The economic management of the PTI government is another case in point of self-inflicted wounds. The price of sugar has increased 200 percent in the last three years of the PTI government and the commodity still faces consumers with availability issues. The Liquefied Natural Gas (LNG) repeated fiascos also point to the sheer incompetence of PM Imran Khan and his team.
Had the establishment not foolishly thrown all its eggs in Imran Khan’s basket, they would have been spared their current blushes. Having relegated the opposition to the margins through an anti-corruption crusade that despite the tall claims of recoveries by NAB turns out to be peanuts, the establishment’s embarrassment at the arguably most incompetent government in Pakistan’s history would be turning many a face red. Currently, the establishment is stuck on the horns of a dilemma. If they stick with Imran Khan and company, they risk having the blemishes of this government tarnishing their reputation too. If they abandon him, now or after two years, they could also come in for some stick at the bar of public opinion. This now is a classic case of damned if you, damned if you don’t.

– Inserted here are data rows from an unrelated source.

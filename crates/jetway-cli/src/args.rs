//! Command-line argument definitions.
//!
//! Argument structs carry the clap derives and convert into the core
//! parameter types with `From`, keeping clap out of `jetway-core`:
//!
//! ```text
//! User Input → CLI Args (clap) → Core Params → Agency
//! ```

use std::path::PathBuf;

use clap::{Args as ClapArgs, Parser, Subcommand, ValueEnum};
use jetway_core::{
    models::{FlightFilter, FlightStatus, Role},
    params::{BookSeat, CreateFlight, Promote, UpdateFlight},
    payment::PaymentMethod,
};

/// Airline reservation manager
///
/// Manages flights, seat maps, reservations and waiting lists stored as
/// plain text files in a data directory. Each invocation runs one command.
#[derive(Parser)]
#[command(version, about, name = "jetway")]
pub struct Args {
    /// Directory holding the data files. Defaults to $XDG_DATA_HOME/jetway
    #[arg(long, global = true)]
    pub data_dir: Option<PathBuf>,

    /// Disable colored output and use plain text
    #[arg(long, global = true)]
    pub no_color: bool,

    /// Print results as JSON
    #[arg(long, global = true)]
    pub json: bool,

    /// Username to log in with
    #[arg(long, global = true)]
    pub user: Option<String>,

    /// Password to log in with, or the new account's password when
    /// registering
    #[arg(long, global = true)]
    pub password: Option<String>,

    #[command(subcommand)]
    pub command: Option<Commands>,
}

/// Available commands
#[derive(Subcommand)]
pub enum Commands {
    /// Register, list and delete accounts
    #[command(alias = "a")]
    Account {
        #[command(subcommand)]
        command: AccountCommands,
    },
    /// Manage the flight catalog
    #[command(alias = "f")]
    Flight {
        #[command(subcommand)]
        command: FlightCommands,
    },
    /// Book a seat on a flight
    #[command(alias = "b")]
    Book(BookArgs),
    /// List and cancel reservations
    #[command(alias = "r")]
    Reservation {
        #[command(subcommand)]
        command: ReservationCommands,
    },
    /// Waiting lists of fully booked flights
    #[command(alias = "w")]
    Waitlist {
        #[command(subcommand)]
        command: WaitlistCommands,
    },
}

// ============================================================================
// Accounts
// ============================================================================

#[derive(Subcommand)]
pub enum AccountCommands {
    /// Register a new account (password from --password)
    Register(RegisterArgs),
    /// List accounts (admin)
    #[command(alias = "ls")]
    List(ListAccountsArgs),
    /// Delete a customer account with its reservations (admin)
    Delete(DeleteAccountArgs),
}

#[derive(ClapArgs)]
pub struct RegisterArgs {
    #[arg(help = "Login name for the new account")]
    pub username: String,
    /// Full name, used as the passenger name on bookings
    #[arg(long)]
    pub name: String,
    /// Register an admin instead of a customer
    #[arg(long)]
    pub admin: bool,
}

#[derive(ClapArgs)]
pub struct ListAccountsArgs {
    /// Only list accounts with this role
    #[arg(long, value_enum)]
    pub role: Option<RoleArg>,
}

#[derive(ClapArgs)]
pub struct DeleteAccountArgs {
    #[arg(help = "Username of the customer account to delete")]
    pub username: String,
    /// Confirm the deletion (required to prevent accidental deletion)
    #[arg(long)]
    pub confirm: bool,
}

#[derive(Copy, Clone, PartialEq, Eq, ValueEnum)]
pub enum RoleArg {
    Admin,
    Customer,
}

impl From<RoleArg> for Role {
    fn from(val: RoleArg) -> Self {
        match val {
            RoleArg::Admin => Role::Admin,
            RoleArg::Customer => Role::Customer,
        }
    }
}

// ============================================================================
// Flights
// ============================================================================

#[derive(Subcommand)]
pub enum FlightCommands {
    /// Create a flight (admin)
    #[command(alias = "c")]
    Create(CreateFlightArgs),
    /// List flights
    #[command(alias = "ls")]
    List(ListFlightsArgs),
    /// Show a flight with its seat map
    #[command(alias = "s")]
    Show(ShowFlightArgs),
    /// Update flight details (admin)
    #[command(alias = "u")]
    Update(UpdateFlightArgs),
    /// Delete a flight with its reservations and waiting list (admin)
    Delete(DeleteFlightArgs),
}

#[derive(ClapArgs)]
pub struct CreateFlightArgs {
    #[arg(long, help = "Operating airline")]
    pub airline: String,
    #[arg(long, help = "Aircraft registration or number")]
    pub plane: String,
    #[arg(
        long,
        help = "Number of seats; decides the cabin layout (2-2 below 60, 3-3 below 150, twin aisle above)"
    )]
    pub capacity: usize,
    #[arg(long, help = "Route, e.g. \"Manila to Cebu\"")]
    pub destination: String,
    #[arg(long, help = "Departure time")]
    pub departure: String,
    #[arg(long, help = "Arrival time")]
    pub arrival: String,
}

impl From<CreateFlightArgs> for CreateFlight {
    fn from(val: CreateFlightArgs) -> Self {
        CreateFlight {
            airline: val.airline,
            plane_id: val.plane,
            capacity: val.capacity,
            destination: val.destination,
            departure: val.departure,
            arrival: val.arrival,
        }
    }
}

#[derive(ClapArgs)]
pub struct ListFlightsArgs {
    #[arg(long, help = "Only flights whose destination contains this text")]
    pub destination: Option<String>,
    #[arg(long, help = "Only flights of this airline")]
    pub airline: Option<String>,
}

impl From<ListFlightsArgs> for FlightFilter {
    fn from(val: ListFlightsArgs) -> Self {
        FlightFilter {
            destination: val.destination,
            airline: val.airline,
        }
    }
}

#[derive(ClapArgs)]
pub struct ShowFlightArgs {
    #[arg(help = "Flight ID, e.g. FL10001")]
    pub id: String,
}

#[derive(ClapArgs)]
pub struct UpdateFlightArgs {
    #[arg(help = "Flight ID, e.g. FL10001")]
    pub id: String,
    #[arg(long)]
    pub airline: Option<String>,
    #[arg(long)]
    pub plane: Option<String>,
    #[arg(long, help = "New capacity; only while the flight has no reservations")]
    pub capacity: Option<usize>,
    #[arg(long)]
    pub destination: Option<String>,
    #[arg(long)]
    pub departure: Option<String>,
    #[arg(long)]
    pub arrival: Option<String>,
    #[arg(long, value_enum)]
    pub status: Option<FlightStatusArg>,
}

impl From<UpdateFlightArgs> for UpdateFlight {
    fn from(val: UpdateFlightArgs) -> Self {
        UpdateFlight {
            id: val.id,
            airline: val.airline,
            plane_id: val.plane,
            capacity: val.capacity,
            destination: val.destination,
            departure: val.departure,
            arrival: val.arrival,
            status: val.status.map(Into::into),
        }
    }
}

#[derive(ClapArgs)]
pub struct DeleteFlightArgs {
    #[arg(help = "Flight ID, e.g. FL10001")]
    pub id: String,
    /// Confirm the deletion (required to prevent accidental deletion)
    #[arg(long)]
    pub confirm: bool,
}

/// Flight status values accepted by `flight update --status`
#[derive(Copy, Clone, PartialEq, Eq, ValueEnum)]
pub enum FlightStatusArg {
    OnTime,
    Delayed,
    Boarding,
    Departed,
    Arrived,
    Cancelled,
}

impl From<FlightStatusArg> for FlightStatus {
    fn from(val: FlightStatusArg) -> Self {
        match val {
            FlightStatusArg::OnTime => FlightStatus::OnTime,
            FlightStatusArg::Delayed => FlightStatus::Delayed,
            FlightStatusArg::Boarding => FlightStatus::Boarding,
            FlightStatusArg::Departed => FlightStatus::Departed,
            FlightStatusArg::Arrived => FlightStatus::Arrived,
            FlightStatusArg::Cancelled => FlightStatus::Cancelled,
        }
    }
}

// ============================================================================
// Booking and reservations
// ============================================================================

/// Book a seat and pay the fare with GCash or a card
#[derive(ClapArgs)]
pub struct BookArgs {
    #[arg(help = "Flight ID, e.g. FL10001")]
    pub flight_id: String,
    #[arg(long, help = "Seat label such as 12C; defaults to the first free seat")]
    pub seat: Option<String>,
    #[arg(
        long,
        value_name = "NUMBER",
        conflicts_with = "card",
        required_unless_present = "card",
        help = "Pay with the GCash account of this mobile number"
    )]
    pub gcash: Option<String>,
    #[arg(
        long,
        value_name = "NUMBER",
        requires_all = ["expiry", "cvv"],
        help = "Pay with this card number"
    )]
    pub card: Option<String>,
    #[arg(long, value_name = "MM/YY", requires = "card", help = "Card expiry date")]
    pub expiry: Option<String>,
    #[arg(long, requires = "card", help = "Card security code")]
    pub cvv: Option<String>,
}

impl TryFrom<BookArgs> for BookSeat {
    type Error = anyhow::Error;

    fn try_from(val: BookArgs) -> Result<Self, Self::Error> {
        let payment = match (val.gcash, val.card, val.expiry, val.cvv) {
            (Some(number), None, _, _) => PaymentMethod::GCash { number },
            (None, Some(number), Some(expiry), Some(cvv)) => PaymentMethod::Card {
                number,
                expiry,
                cvv,
            },
            _ => anyhow::bail!("Pay with either --gcash or --card with --expiry and --cvv"),
        };
        Ok(BookSeat {
            flight_id: val.flight_id,
            seat: val.seat,
            payment,
        })
    }
}

#[derive(Subcommand)]
pub enum ReservationCommands {
    /// List reservations; customers see their own
    #[command(alias = "ls")]
    List(ListReservationsArgs),
    /// Cancel a reservation and release its seat
    Cancel(CancelReservationArgs),
}

#[derive(ClapArgs)]
pub struct ListReservationsArgs {
    #[arg(long = "flight", help = "Only reservations on this flight")]
    pub flight_id: Option<String>,
}

#[derive(ClapArgs)]
pub struct CancelReservationArgs {
    #[arg(help = "Reservation ID, e.g. RES10001")]
    pub id: String,
}

// ============================================================================
// Waiting lists
// ============================================================================

#[derive(Subcommand)]
pub enum WaitlistCommands {
    /// Join the waiting list of a fully booked flight
    Join(WaitlistFlightArgs),
    /// Show a flight's waiting list (admin)
    Show(WaitlistFlightArgs),
    /// Book a seat for the first passenger in line (admin)
    Promote(PromoteArgs),
    /// Take a passenger off a waiting list (admin)
    Remove(WaitlistRemoveArgs),
}

#[derive(ClapArgs)]
pub struct WaitlistFlightArgs {
    #[arg(help = "Flight ID, e.g. FL10001")]
    pub flight_id: String,
}

#[derive(ClapArgs)]
pub struct PromoteArgs {
    #[arg(help = "Flight ID, e.g. FL10001")]
    pub flight_id: String,
    #[arg(long, help = "Seat label; defaults to the first free seat")]
    pub seat: Option<String>,
}

impl From<PromoteArgs> for Promote {
    fn from(val: PromoteArgs) -> Self {
        Promote {
            flight_id: val.flight_id,
            seat: val.seat,
        }
    }
}

#[derive(ClapArgs)]
pub struct WaitlistRemoveArgs {
    #[arg(help = "Flight ID, e.g. FL10001")]
    pub flight_id: String,
    #[arg(help = "Username of the waiting passenger")]
    pub username: String,
}

#[cfg(test)]
mod tests {
    use clap::CommandFactory;

    use super::*;

    #[test]
    fn test_command_definition_is_valid() {
        Args::command().debug_assert();
    }

    #[test]
    fn test_book_with_card() {
        let args = Args::try_parse_from([
            "jetway", "book", "FL10001", "--seat", "3c", "--card", "4111111111114242", "--expiry",
            "09/29", "--cvv", "123",
        ])
        .unwrap();
        let Some(Commands::Book(book)) = args.command else {
            panic!("expected book command");
        };
        let params = BookSeat::try_from(book).unwrap();
        assert_eq!(params.seat.as_deref(), Some("3c"));
        assert!(matches!(params.payment, PaymentMethod::Card { .. }));
    }

    #[test]
    fn test_book_requires_a_payment_method() {
        assert!(Args::try_parse_from(["jetway", "book", "FL10001"]).is_err());
        assert!(Args::try_parse_from(["jetway", "book", "FL10001", "--card", "4242"]).is_err());
        assert!(Args::try_parse_from([
            "jetway", "book", "FL10001", "--gcash", "0917", "--card", "4242", "--expiry", "01/30",
            "--cvv", "123",
        ])
        .is_err());
    }

    #[test]
    fn test_status_arg_conversion() {
        let args = Args::try_parse_from([
            "jetway", "flight", "update", "FL10001", "--status", "on-time",
        ])
        .unwrap();
        let Some(Commands::Flight {
            command: FlightCommands::Update(update),
        }) = args.command
        else {
            panic!("expected flight update");
        };
        assert_eq!(UpdateFlight::from(update).status, Some(FlightStatus::OnTime));
    }
}
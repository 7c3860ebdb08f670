//! Persistence of agency state as flat, line-delimited text files.
//!
//! Everything is addressed by a relative key such as `flights.txt` or
//! `seatmaps/FL10001.txt`. The [`Storage`] trait hides where those keys
//! live: [`FileStorage`] maps them onto a data directory and
//! [`MemoryStorage`] keeps them in memory for tests.
//!
//! ```text
//! flights.txt                 id,airline,plane,capacity,available,destination,departure,arrival,status
//! seatmaps/<flight>.txt       seat grid, one `0`/`1` row per line
//! reservations.txt            id,passenger,flight,airline,destination,seat,status,username,payment[,booked_at]
//! waitinglists/<flight>.txt   username,passenger name
//! users.txt                   username,password,name,admin|customer
//! ```

mod file;
mod memory;
pub mod records;

pub use file::FileStorage;
pub use memory::MemoryStorage;

use std::io;

use crate::error::{IoResultExt, Result};

pub const FLIGHTS: &str = "flights.txt";
pub const RESERVATIONS: &str = "reservations.txt";
pub const USERS: &str = "users.txt";
pub const SEATMAP_DIR: &str = "seatmaps";
pub const WAITLIST_DIR: &str = "waitinglists";

/// Key of the seat grid file for a flight.
pub fn seatmap_key(flight_id: &str) -> String {
    format!("{SEATMAP_DIR}/{flight_id}.txt")
}

/// Key of the waiting list file for a flight.
pub fn waitlist_key(flight_id: &str) -> String {
    format!("{WAITLIST_DIR}/{flight_id}.txt")
}

/// Key-value access to persisted files.
pub trait Storage {
    /// Reads a whole file; `None` when it does not exist.
    fn load(&self, key: &str) -> Result<Option<Vec<u8>>>;

    /// Replaces a whole file, creating it if needed.
    fn save(&mut self, key: &str, contents: &[u8]) -> Result<()>;

    /// Removes a file. Removing a missing file is not an error.
    fn delete(&mut self, key: &str) -> Result<()>;

    /// Reads a file as UTF-8 text.
    fn load_text(&self, key: &str) -> Result<Option<String>> {
        self.load(key)?
            .map(|bytes| {
                String::from_utf8(bytes)
                    .map_err(|e| io::Error::new(io::ErrorKind::InvalidData, e))
                    .fs_context(key)
            })
            .transpose()
    }

    /// Writes a file from lines, each terminated by a newline.
    fn save_lines(&mut self, key: &str, lines: &[String]) -> Result<()> {
        let mut contents = String::new();
        for line in lines {
            contents.push_str(line);
            contents.push('\n');
        }
        self.save(key, contents.as_bytes())
    }
}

What our establishment needs to learn, and there is more than enough experience in our past for this purpose, is that every manipulation of the political scene engenders a bigger crisis tomorrow. The establishment may be able to ride such crises out, but the damage to the country returning to square one again and again is simply incalculable. Pakistan desperately needs, at least as a minimum, a credible, democratic system. This actually poses little or no threat to the dominance of the establishment. It does, however, promise the evolution of a consensual system that lays down the rules of the political game through reliance on the will of the people, not elevated non-elected individuals or institutions.